EXERCISE PROMPT —
Each line below from the one containing "if let Some(alarm)" through the one containing "use super::*;" is to be given again exactly, and no line outside that span.

DATA RECORDS —
——
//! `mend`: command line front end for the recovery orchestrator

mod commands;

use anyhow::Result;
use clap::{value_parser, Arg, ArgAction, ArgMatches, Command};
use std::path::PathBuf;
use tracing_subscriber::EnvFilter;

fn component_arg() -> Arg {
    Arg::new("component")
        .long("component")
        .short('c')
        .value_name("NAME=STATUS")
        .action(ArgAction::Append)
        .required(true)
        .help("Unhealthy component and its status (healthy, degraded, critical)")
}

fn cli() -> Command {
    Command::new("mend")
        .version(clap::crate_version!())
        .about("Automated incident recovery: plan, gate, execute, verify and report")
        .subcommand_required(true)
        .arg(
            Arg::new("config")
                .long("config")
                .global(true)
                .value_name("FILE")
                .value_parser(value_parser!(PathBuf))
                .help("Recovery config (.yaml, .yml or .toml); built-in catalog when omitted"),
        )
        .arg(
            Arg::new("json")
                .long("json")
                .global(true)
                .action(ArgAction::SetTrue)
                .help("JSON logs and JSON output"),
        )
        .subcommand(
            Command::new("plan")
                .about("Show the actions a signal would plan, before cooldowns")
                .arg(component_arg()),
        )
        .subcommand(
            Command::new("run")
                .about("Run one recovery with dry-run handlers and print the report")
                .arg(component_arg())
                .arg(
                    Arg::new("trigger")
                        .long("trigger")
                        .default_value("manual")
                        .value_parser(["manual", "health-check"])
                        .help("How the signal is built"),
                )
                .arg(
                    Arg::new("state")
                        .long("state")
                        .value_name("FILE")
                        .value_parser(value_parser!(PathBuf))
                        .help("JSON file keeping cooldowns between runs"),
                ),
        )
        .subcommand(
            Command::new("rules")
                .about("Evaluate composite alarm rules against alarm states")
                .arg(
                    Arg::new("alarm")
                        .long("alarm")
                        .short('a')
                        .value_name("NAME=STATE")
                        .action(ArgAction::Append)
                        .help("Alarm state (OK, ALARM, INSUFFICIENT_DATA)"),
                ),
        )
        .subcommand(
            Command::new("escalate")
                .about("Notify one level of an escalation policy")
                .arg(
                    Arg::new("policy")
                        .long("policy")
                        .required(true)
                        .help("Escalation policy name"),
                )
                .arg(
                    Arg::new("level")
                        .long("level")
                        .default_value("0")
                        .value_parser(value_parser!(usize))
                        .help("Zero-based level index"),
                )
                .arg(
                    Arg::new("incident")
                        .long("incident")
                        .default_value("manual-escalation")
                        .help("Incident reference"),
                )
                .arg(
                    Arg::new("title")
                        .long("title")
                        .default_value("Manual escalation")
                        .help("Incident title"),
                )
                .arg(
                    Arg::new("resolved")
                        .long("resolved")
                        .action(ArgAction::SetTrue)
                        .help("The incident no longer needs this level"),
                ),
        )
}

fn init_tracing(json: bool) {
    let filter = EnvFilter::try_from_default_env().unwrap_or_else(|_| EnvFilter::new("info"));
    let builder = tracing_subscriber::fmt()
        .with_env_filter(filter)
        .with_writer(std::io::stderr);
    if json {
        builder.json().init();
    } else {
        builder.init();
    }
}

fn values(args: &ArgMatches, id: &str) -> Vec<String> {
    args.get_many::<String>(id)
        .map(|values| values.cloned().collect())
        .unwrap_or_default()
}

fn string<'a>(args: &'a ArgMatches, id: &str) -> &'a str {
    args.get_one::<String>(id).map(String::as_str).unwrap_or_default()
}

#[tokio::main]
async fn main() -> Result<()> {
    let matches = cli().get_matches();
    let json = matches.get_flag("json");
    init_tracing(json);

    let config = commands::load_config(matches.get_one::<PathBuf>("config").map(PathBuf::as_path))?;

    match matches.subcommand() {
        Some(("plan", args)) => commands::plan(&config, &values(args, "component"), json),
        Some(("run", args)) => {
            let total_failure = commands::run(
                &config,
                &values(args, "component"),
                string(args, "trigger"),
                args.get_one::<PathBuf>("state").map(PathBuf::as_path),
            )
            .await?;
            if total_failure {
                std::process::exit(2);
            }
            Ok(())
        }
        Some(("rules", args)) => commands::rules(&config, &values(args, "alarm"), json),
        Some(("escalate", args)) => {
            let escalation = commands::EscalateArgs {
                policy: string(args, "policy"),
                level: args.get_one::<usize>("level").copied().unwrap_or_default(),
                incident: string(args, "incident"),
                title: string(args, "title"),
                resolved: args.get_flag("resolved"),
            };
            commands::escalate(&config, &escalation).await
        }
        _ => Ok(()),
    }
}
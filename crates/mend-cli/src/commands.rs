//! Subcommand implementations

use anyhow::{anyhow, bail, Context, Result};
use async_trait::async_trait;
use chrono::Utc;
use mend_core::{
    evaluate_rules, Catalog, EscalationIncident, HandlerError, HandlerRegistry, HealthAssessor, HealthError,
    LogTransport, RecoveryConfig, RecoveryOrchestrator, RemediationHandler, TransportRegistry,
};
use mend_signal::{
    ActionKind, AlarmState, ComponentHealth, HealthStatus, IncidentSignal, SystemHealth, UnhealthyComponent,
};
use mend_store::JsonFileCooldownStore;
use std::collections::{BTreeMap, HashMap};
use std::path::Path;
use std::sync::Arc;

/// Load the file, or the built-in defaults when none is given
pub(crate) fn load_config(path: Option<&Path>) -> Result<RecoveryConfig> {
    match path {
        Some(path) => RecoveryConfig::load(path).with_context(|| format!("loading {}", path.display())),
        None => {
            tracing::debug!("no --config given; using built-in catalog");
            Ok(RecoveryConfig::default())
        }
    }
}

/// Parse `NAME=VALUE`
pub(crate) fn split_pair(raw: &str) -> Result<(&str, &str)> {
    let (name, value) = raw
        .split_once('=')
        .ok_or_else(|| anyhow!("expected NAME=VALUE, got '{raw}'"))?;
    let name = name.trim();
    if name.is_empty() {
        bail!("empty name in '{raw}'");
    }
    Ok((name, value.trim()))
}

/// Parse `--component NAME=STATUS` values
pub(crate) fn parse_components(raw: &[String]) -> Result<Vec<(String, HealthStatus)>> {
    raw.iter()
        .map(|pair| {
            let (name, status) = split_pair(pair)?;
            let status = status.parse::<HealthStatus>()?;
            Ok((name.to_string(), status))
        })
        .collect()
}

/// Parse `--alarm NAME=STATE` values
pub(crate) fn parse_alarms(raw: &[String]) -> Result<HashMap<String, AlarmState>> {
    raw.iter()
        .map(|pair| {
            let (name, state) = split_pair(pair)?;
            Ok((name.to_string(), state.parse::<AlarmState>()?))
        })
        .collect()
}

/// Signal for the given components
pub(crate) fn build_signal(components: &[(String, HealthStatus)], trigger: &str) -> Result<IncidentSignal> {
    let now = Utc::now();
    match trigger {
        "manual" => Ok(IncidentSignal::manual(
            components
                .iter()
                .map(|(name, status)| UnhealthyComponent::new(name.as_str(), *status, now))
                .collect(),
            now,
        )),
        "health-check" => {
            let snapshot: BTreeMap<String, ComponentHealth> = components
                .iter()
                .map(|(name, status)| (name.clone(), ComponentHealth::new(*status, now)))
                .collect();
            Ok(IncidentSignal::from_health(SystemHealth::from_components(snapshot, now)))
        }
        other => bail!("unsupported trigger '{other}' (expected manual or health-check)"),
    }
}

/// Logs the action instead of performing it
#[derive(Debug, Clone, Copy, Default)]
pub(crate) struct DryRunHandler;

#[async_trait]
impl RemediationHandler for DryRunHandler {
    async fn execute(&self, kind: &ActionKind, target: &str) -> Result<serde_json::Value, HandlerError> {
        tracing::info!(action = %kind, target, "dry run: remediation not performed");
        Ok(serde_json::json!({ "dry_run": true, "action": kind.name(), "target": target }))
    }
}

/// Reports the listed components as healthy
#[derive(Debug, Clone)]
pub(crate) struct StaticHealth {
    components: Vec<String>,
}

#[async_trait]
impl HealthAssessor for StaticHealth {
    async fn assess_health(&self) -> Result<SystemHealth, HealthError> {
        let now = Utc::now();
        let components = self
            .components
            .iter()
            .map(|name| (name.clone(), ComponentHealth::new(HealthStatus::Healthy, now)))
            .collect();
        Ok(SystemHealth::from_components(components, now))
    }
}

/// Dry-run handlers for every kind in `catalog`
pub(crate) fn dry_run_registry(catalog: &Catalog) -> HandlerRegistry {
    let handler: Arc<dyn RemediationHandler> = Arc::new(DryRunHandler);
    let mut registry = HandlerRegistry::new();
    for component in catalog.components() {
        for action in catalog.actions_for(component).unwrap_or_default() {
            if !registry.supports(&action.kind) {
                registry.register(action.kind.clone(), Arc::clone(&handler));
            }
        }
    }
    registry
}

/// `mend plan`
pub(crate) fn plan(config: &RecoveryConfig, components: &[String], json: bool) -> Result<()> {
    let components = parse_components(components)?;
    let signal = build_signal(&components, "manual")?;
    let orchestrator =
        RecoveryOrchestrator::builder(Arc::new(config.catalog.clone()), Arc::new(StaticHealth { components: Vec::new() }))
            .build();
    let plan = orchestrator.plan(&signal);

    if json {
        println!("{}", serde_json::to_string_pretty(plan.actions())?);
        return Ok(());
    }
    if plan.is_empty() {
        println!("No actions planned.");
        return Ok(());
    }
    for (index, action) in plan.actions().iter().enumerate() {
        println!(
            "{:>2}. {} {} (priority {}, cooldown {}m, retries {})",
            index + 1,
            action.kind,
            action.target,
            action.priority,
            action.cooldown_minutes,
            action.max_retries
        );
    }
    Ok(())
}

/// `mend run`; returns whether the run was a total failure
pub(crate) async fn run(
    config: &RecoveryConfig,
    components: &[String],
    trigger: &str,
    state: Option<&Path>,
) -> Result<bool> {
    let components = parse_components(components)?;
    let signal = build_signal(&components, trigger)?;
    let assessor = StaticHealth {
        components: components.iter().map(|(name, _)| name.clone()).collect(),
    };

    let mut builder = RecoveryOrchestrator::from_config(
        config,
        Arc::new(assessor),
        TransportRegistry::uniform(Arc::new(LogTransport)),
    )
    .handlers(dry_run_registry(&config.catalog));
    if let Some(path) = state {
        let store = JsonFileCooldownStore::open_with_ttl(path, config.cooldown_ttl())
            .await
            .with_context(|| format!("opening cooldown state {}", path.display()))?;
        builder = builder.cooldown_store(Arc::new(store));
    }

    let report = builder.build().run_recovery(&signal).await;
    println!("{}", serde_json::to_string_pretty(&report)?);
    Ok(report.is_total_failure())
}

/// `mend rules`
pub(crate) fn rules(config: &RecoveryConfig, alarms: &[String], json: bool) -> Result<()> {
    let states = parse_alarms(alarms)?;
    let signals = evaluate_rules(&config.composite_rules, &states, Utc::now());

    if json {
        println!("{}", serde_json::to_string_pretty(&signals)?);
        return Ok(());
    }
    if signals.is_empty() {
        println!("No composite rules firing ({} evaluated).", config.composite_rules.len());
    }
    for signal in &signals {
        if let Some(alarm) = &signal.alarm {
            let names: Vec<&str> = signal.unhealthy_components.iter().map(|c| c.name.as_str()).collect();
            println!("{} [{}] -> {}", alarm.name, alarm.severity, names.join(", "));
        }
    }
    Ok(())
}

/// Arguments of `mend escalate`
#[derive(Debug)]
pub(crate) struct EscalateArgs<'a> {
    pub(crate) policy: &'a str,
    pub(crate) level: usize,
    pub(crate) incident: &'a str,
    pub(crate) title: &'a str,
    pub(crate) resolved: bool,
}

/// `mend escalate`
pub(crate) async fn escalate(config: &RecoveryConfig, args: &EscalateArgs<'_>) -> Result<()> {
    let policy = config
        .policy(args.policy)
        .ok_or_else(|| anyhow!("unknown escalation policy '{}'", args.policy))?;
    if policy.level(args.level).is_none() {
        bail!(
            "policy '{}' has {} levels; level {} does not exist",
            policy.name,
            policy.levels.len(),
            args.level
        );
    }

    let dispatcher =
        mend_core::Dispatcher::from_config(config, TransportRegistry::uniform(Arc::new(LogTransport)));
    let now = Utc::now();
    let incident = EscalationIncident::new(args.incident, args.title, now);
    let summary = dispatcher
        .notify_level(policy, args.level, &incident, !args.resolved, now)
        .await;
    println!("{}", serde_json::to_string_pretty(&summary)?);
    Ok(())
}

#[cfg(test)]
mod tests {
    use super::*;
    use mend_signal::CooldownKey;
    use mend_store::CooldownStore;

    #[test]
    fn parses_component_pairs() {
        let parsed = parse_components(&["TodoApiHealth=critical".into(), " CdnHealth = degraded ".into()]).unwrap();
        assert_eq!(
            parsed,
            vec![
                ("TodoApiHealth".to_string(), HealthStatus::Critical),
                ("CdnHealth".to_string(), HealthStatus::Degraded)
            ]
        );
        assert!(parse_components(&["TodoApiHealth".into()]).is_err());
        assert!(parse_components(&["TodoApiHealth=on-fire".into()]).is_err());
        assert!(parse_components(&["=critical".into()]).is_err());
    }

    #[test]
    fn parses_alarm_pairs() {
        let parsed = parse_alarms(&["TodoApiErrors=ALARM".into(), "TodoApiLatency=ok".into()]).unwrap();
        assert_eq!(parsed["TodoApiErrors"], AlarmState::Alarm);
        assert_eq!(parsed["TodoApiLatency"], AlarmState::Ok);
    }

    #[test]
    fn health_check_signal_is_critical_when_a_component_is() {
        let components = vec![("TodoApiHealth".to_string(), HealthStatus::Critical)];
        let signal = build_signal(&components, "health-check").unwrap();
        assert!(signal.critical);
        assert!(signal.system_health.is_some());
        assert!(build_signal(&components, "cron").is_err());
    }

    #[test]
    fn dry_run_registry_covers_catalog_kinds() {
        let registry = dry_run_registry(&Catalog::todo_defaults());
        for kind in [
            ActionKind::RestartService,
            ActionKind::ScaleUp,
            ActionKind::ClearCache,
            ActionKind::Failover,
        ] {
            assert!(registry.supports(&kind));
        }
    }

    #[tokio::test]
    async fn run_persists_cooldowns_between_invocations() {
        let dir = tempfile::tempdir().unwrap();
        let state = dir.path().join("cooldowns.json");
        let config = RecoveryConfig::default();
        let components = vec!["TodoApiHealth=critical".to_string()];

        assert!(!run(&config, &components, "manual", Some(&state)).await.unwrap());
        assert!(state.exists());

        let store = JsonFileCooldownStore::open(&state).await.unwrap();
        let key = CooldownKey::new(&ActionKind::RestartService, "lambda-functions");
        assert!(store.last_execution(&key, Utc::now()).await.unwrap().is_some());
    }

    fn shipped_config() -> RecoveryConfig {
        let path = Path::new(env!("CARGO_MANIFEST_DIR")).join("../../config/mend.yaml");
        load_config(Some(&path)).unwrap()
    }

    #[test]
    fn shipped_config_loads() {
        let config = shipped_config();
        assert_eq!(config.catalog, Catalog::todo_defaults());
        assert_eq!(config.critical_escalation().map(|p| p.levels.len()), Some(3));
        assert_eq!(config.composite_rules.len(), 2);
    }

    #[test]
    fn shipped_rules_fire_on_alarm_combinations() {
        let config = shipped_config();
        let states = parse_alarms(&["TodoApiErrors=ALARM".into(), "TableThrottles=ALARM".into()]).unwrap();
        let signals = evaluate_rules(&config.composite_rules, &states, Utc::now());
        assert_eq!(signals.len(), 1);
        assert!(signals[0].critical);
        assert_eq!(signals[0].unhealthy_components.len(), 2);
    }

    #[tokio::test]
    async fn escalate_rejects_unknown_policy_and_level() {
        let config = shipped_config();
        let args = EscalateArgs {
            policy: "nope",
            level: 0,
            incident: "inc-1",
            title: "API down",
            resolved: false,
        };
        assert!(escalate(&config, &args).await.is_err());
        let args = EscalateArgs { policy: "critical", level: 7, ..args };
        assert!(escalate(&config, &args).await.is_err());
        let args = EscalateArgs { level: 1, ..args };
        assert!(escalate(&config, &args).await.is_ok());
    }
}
——
SOLUTION TO THE EXERCISE —
        if let Some(alarm) = &signal.alarm {
            let names: Vec<&str> = signal.unhealthy_components.iter().map(|c| c.name.as_str()).collect();
            println!("{} [{}] -> {}", alarm.name, alarm.severity, names.join(", "));
        }
    }
    Ok(())
}

/// Arguments of `mend escalate`
#[derive(Debug)]
pub(crate) struct EscalateArgs<'a> {
    pub(crate) policy: &'a str,
    pub(crate) level: usize,
    pub(crate) incident: &'a str,
    pub(crate) title: &'a str,
    pub(crate) resolved: bool,
}

/// `mend escalate`
pub(crate) async fn escalate(config: &RecoveryConfig, args: &EscalateArgs<'_>) -> Result<()> {
    let policy = config
        .policy(args.policy)
        .ok_or_else(|| anyhow!("unknown escalation policy '{}'", args.policy))?;
    if policy.level(args.level).is_none() {
        bail!(
            "policy '{}' has {} levels; level {} does not exist",
            policy.name,
            policy.levels.len(),
            args.level
        );
    }

    let dispatcher =
        mend_core::Dispatcher::from_config(config, TransportRegistry::uniform(Arc::new(LogTransport)));
    let now = Utc::now();
    let incident = EscalationIncident::new(args.incident, args.title, now);
    let summary = dispatcher
        .notify_level(policy, args.level, &incident, !args.resolved, now)
        .await;
    println!("{}", serde_json::to_string_pretty(&summary)?);
    Ok(())
}

#[cfg(test)]
mod tests {
    use super::*;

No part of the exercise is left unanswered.